**REQUIRED WORK**
Lines from the start of the data through the line containing "Router::new()" must be given again exactly. Leave the others out.

*** DATA ***

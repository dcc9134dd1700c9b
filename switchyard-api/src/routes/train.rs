//! Train REST API Routes

use axum::{
    extract::{Path, State},
    http::StatusCode,
    response::IntoResponse,
    routing::get,
    Json, Router,
};
use switchyard_core::{NewTrain, TrainId, TrainPatch};

use crate::error::ApiResult;
use crate::services::{trains, ServiceContext};
use crate::state::AppState;

/// POST /trains
pub async fn create_train(
    State(ctx): State<ServiceContext>,
    Json(req): Json<NewTrain>,
) -> ApiResult<impl IntoResponse> {
    let train = trains::create_train(&ctx, req).await?;
    Ok((StatusCode::CREATED, Json(train)))
}

/// GET /trains
pub async fn list_trains(State(ctx): State<ServiceContext>) -> ApiResult<impl IntoResponse> {
    let trains = trains::list_trains(&ctx).await?;
    Ok(Json(trains))
}

/// GET /trains/:id
pub async fn get_train(
    State(ctx): State<ServiceContext>,
    Path(id): Path<TrainId>,
) -> ApiResult<impl IntoResponse> {
    let train = trains::get_train(&ctx, id).await?;
    Ok(Json(train))
}

/// PUT /trains/:id
pub async fn update_train(
    State(ctx): State<ServiceContext>,
    Path(id): Path<TrainId>,
    Json(req): Json<TrainPatch>,
) -> ApiResult<impl IntoResponse> {
    let train = trains::update_train(&ctx, id, req).await?;
    Ok(Json(train))
}

/// DELETE /trains/:id
pub async fn delete_train(
    State(ctx): State<ServiceContext>,
    Path(id): Path<TrainId>,
) -> ApiResult<StatusCode> {
    trains::delete_train(&ctx, id).await?;
    Ok(StatusCode::NO_CONTENT)
}

pub fn create_router(state: AppState) -> Router {
    Router::new()
        .route("/trains", get(list_trains).post(create_train))
        .route(
            "/trains/:id",
            get(get_train).put(update_train).delete(delete_train),
        )
        .with_state(state)
}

*** End of DATA ***

**THE ANSWER**
repository dcc9134dd1700c9b
filename switchyard-api/src/routes/train.rs
//! Train REST API Routes

use axum::{
    extract::{Path, State},
    http::StatusCode,
    response::IntoResponse,
    routing::get,
    Json, Router,
};
use switchyard_core::{NewTrain, TrainId, TrainPatch};

use crate::error::ApiResult;
use crate::services::{trains, ServiceContext};
use crate::state::AppState;

/// POST /trains
pub async fn create_train(
    State(ctx): State<ServiceContext>,
    Json(req): Json<NewTrain>,
) -> ApiResult<impl IntoResponse> {
    let train = trains::create_train(&ctx, req).await?;
    Ok((StatusCode::CREATED, Json(train)))
}

/// GET /trains
pub async fn list_trains(State(ctx): State<ServiceContext>) -> ApiResult<impl IntoResponse> {
    let trains = trains::list_trains(&ctx).await?;
    Ok(Json(trains))
}

/// GET /trains/:id
pub async fn get_train(
    State(ctx): State<ServiceContext>,
    Path(id): Path<TrainId>,
) -> ApiResult<impl IntoResponse> {
    let train = trains::get_train(&ctx, id).await?;
    Ok(Json(train))
}

/// PUT /trains/:id
pub async fn update_train(
    State(ctx): State<ServiceContext>,
    Path(id): Path<TrainId>,
    Json(req): Json<TrainPatch>,
) -> ApiResult<impl IntoResponse> {
    let train = trains::update_train(&ctx, id, req).await?;
    Ok(Json(train))
}

/// DELETE /trains/:id
pub async fn delete_train(
    State(ctx): State<ServiceContext>,
    Path(id): Path<TrainId>,
) -> ApiResult<StatusCode> {
    trains::delete_train(&ctx, id).await?;
    Ok(StatusCode::NO_CONTENT)
}

pub fn create_router(state: AppState) -> Router {
    Router::new()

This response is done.